++++ Dataset entries ++++

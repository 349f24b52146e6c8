//! Tamil tables for the phonetic (Anjal) transducer.
//!
//! Keystroke conventions: `q` is the aytham, `w` the dental ந with `-`
//! alternants, `W` forces the alveolar ன, `x` is a placeholder that expands
//! to க்ஷ, and the `s`+`r` slot is a placeholder that expands to ஶ்ரீ.

use super::ScriptTables;

/// Placeholder emitted by the `x` key, expanded to க்ஷ by the transducer.
pub(crate) const KSHA_PLACEHOLDER: char = '\u{0B01}';
/// Placeholder in the cluster tables, expanded to ஶ்ரீ by the transducer.
pub(crate) const SRI_PLACEHOLDER: char = '\u{0B02}';

const NONE: char = '\u{0B00}';

pub(crate) static TABLES: ScriptTables = ScriptTables {
    v1_keys: &[
        'a', 'i', 'u', 'e', 'a', 'o', 'a', 'q', 'A', 'I', 'U', 'E', 'O',
    ],
    v2_keys: &[
        'a', 'i', 'u', 'e', 'i', 'o', 'u', 'q', '*', '*', '*', '*', 'M',
    ],
    v3_keys: &[
        '*', '*', '*', '*', '*', '*', '*', '*', '*', '*', '*', '*', '*',
    ],
    v1_char: &[
        'அ', 'இ', 'உ', 'எ', 'ஐ', 'ஒ', 'ஔ', 'ஃ', 'ஆ', 'ஈ', 'ஊ', 'ஏ', 'ஓ',
    ],
    v2_char: &[
        'ஆ', 'ஈ', 'ஊ', 'ஏ', 'ஐ', 'ஓ', 'ஔ', NONE, NONE, NONE, NONE, NONE, 'ௐ',
    ],
    v3_char: &[
        NONE, NONE, NONE, NONE, NONE, NONE, NONE, NONE, NONE, NONE, NONE, NONE, NONE,
    ],
    vs1_char: &[
        '\u{0008}', 'ி', 'ு', 'ெ', 'ை', 'ொ', 'ௌ', '்', 'ா', 'ீ', 'ூ', 'ே', 'ோ',
    ],
    vs2_char: &[
        'ா', 'ீ', 'ூ', 'ே', 'ை', 'ோ', 'ௌ', NONE, NONE, NONE, NONE, NONE, NONE,
    ],
    vs3_char: &[
        NONE, NONE, NONE, NONE, NONE, NONE, NONE, NONE, NONE, NONE, NONE, NONE, NONE,
    ],
    c1_keys: &[
        'k', 'g', 'c', 'd', 't', 'p', 'b', 'R', 'y', 'r', 'l', 'v', 'z', 'L', 'n', 'n', 'N',
        'w', 'm', 'n', 'j', 's', 'S', 'h', 'x', 's', 'n', 'W',
    ],
    c2_keys: &[
        '*', '*', 'h', '*', 'h', '*', '*', '*', '*', '*', '*', '*', '*', '*', 'g', 'j', '*',
        '-', '*', '-', '*', 'h', '*', '*', '*', 'r', '=', '*',
    ],
    c3_keys: &[
        '*', '*', '*', '*', '*', '*', '*', '*', '*', '*', '*', '*', '*', '*', '*', '*', '*',
        '*', '*', '*', '*', '*', '*', '*', '*', 'i', '*', '*',
    ],
    c1_char: &[
        'க', 'க', 'ச', 'ட', 'த', 'ப', 'ப', 'ற', 'ய', 'ர', 'ல', 'வ', 'ழ', 'ள', 'ன', 'ன', 'ண',
        'ந', 'ம', 'ன', 'ஜ', 'ச', 'ஸ', 'ஹ', KSHA_PLACEHOLDER, 'ச', 'ன', 'ன',
    ],
    c2_char: &[
        NONE, NONE, 'ச', NONE, 'த', NONE, NONE, NONE, NONE, NONE, NONE, NONE, NONE, NONE, 'ங',
        'ஞ', NONE, 'ன', NONE, 'ந', NONE, 'ஷ', NONE, NONE, NONE, SRI_PLACEHOLDER, 'ன', 'ன',
    ],
    c3_char: &[
        NONE, NONE, NONE, NONE, NONE, NONE, NONE, NONE, NONE, NONE, NONE, NONE, NONE, NONE,
        NONE, NONE, NONE, NONE, NONE, NONE, NONE, NONE, NONE, NONE, NONE, SRI_PLACEHOLDER,
        NONE, 'ன',
    ],
    // Modern Tamil text uses ASCII digits; the Tamil numerals are reachable
    // through the Tamil99 escape table instead.
    digits: None,
    nukta: &[],
};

++++

Line by line, retype the data exactly as written.

Task solution:
repository 349f24b52146e6c8
//! Tamil tables for the phonetic (Anjal) transducer.
//!
//! Keystroke conventions: `q` is the aytham, `w` the dental ந with `-`
//! alternants, `W` forces the alveolar ன, `x` is a placeholder that expands
//! to க்ஷ, and the `s`+`r` slot is a placeholder that expands to ஶ்ரீ.

use super::ScriptTables;

/// Placeholder emitted by the `x` key, expanded to க்ஷ by the transducer.
pub(crate) const KSHA_PLACEHOLDER: char = '\u{0B01}';
/// Placeholder in the cluster tables, expanded to ஶ்ரீ by the transducer.
pub(crate) const SRI_PLACEHOLDER: char = '\u{0B02}';

const NONE: char = '\u{0B00}';

pub(crate) static TABLES: ScriptTables = ScriptTables {
    v1_keys: &[
        'a', 'i', 'u', 'e', 'a', 'o', 'a', 'q', 'A', 'I', 'U', 'E', 'O',
    ],
    v2_keys: &[
        'a', 'i', 'u', 'e', 'i', 'o', 'u', 'q', '*', '*', '*', '*', 'M',
    ],
    v3_keys: &[
        '*', '*', '*', '*', '*', '*', '*', '*', '*', '*', '*', '*', '*',
    ],
    v1_char: &[
        'அ', 'இ', 'உ', 'எ', 'ஐ', 'ஒ', 'ஔ', 'ஃ', 'ஆ', 'ஈ', 'ஊ', 'ஏ', 'ஓ',
    ],
    v2_char: &[
        'ஆ', 'ஈ', 'ஊ', 'ஏ', 'ஐ', 'ஓ', 'ஔ', NONE, NONE, NONE, NONE, NONE, 'ௐ',
    ],
    v3_char: &[
        NONE, NONE, NONE, NONE, NONE, NONE, NONE, NONE, NONE, NONE, NONE, NONE, NONE,
    ],
    vs1_char: &[
        '\u{0008}', 'ி', 'ு', 'ெ', 'ை', 'ொ', 'ௌ', '்', 'ா', 'ீ', 'ூ', 'ே', 'ோ',
    ],
    vs2_char: &[
        'ா', 'ீ', 'ூ', 'ே', 'ை', 'ோ', 'ௌ', NONE, NONE, NONE, NONE, NONE, NONE,
    ],
    vs3_char: &[
        NONE, NONE, NONE, NONE, NONE, NONE, NONE, NONE, NONE, NONE, NONE, NONE, NONE,
    ],
    c1_keys: &[
        'k', 'g', 'c', 'd', 't', 'p', 'b', 'R', 'y', 'r', 'l', 'v', 'z', 'L', 'n', 'n', 'N',
        'w', 'm', 'n', 'j', 's', 'S', 'h', 'x', 's', 'n', 'W',
    ],
    c2_keys: &[
        '*', '*', 'h', '*', 'h', '*', '*', '*', '*', '*', '*', '*', '*', '*', 'g', 'j', '*',
        '-', '*', '-', '*', 'h', '*', '*', '*', 'r', '=', '*',
    ],
    c3_keys: &[
        '*', '*', '*', '*', '*', '*', '*', '*', '*', '*', '*', '*', '*', '*', '*', '*', '*',
        '*', '*', '*', '*', '*', '*', '*', '*', 'i', '*', '*',
    ],
    c1_char: &[
        'க', 'க', 'ச', 'ட', 'த', 'ப', 'ப', 'ற', 'ய', 'ர', 'ல', 'வ', 'ழ', 'ள', 'ன', 'ன', 'ண',
        'ந', 'ம', 'ன', 'ஜ', 'ச', 'ஸ', 'ஹ', KSHA_PLACEHOLDER, 'ச', 'ன', 'ன',
    ],
    c2_char: &[
        NONE, NONE, 'ச', NONE, 'த', NONE, NONE, NONE, NONE, NONE, NONE, NONE, NONE, NONE, 'ங',
        'ஞ', NONE, 'ன', NONE, 'ந', NONE, 'ஷ', NONE, NONE, NONE, SRI_PLACEHOLDER, 'ன', 'ன',
    ],
    c3_char: &[
        NONE, NONE, NONE, NONE, NONE, NONE, NONE, NONE, NONE, NONE, NONE, NONE, NONE, NONE,
        NONE, NONE, NONE, NONE, NONE, NONE, NONE, NONE, NONE, NONE, NONE, SRI_PLACEHOLDER,
        NONE, 'ன',
    ],
    // Modern Tamil text uses ASCII digits; the Tamil numerals are reachable
    // through the Tamil99 escape table instead.
    digits: None,
    nukta: &[],
};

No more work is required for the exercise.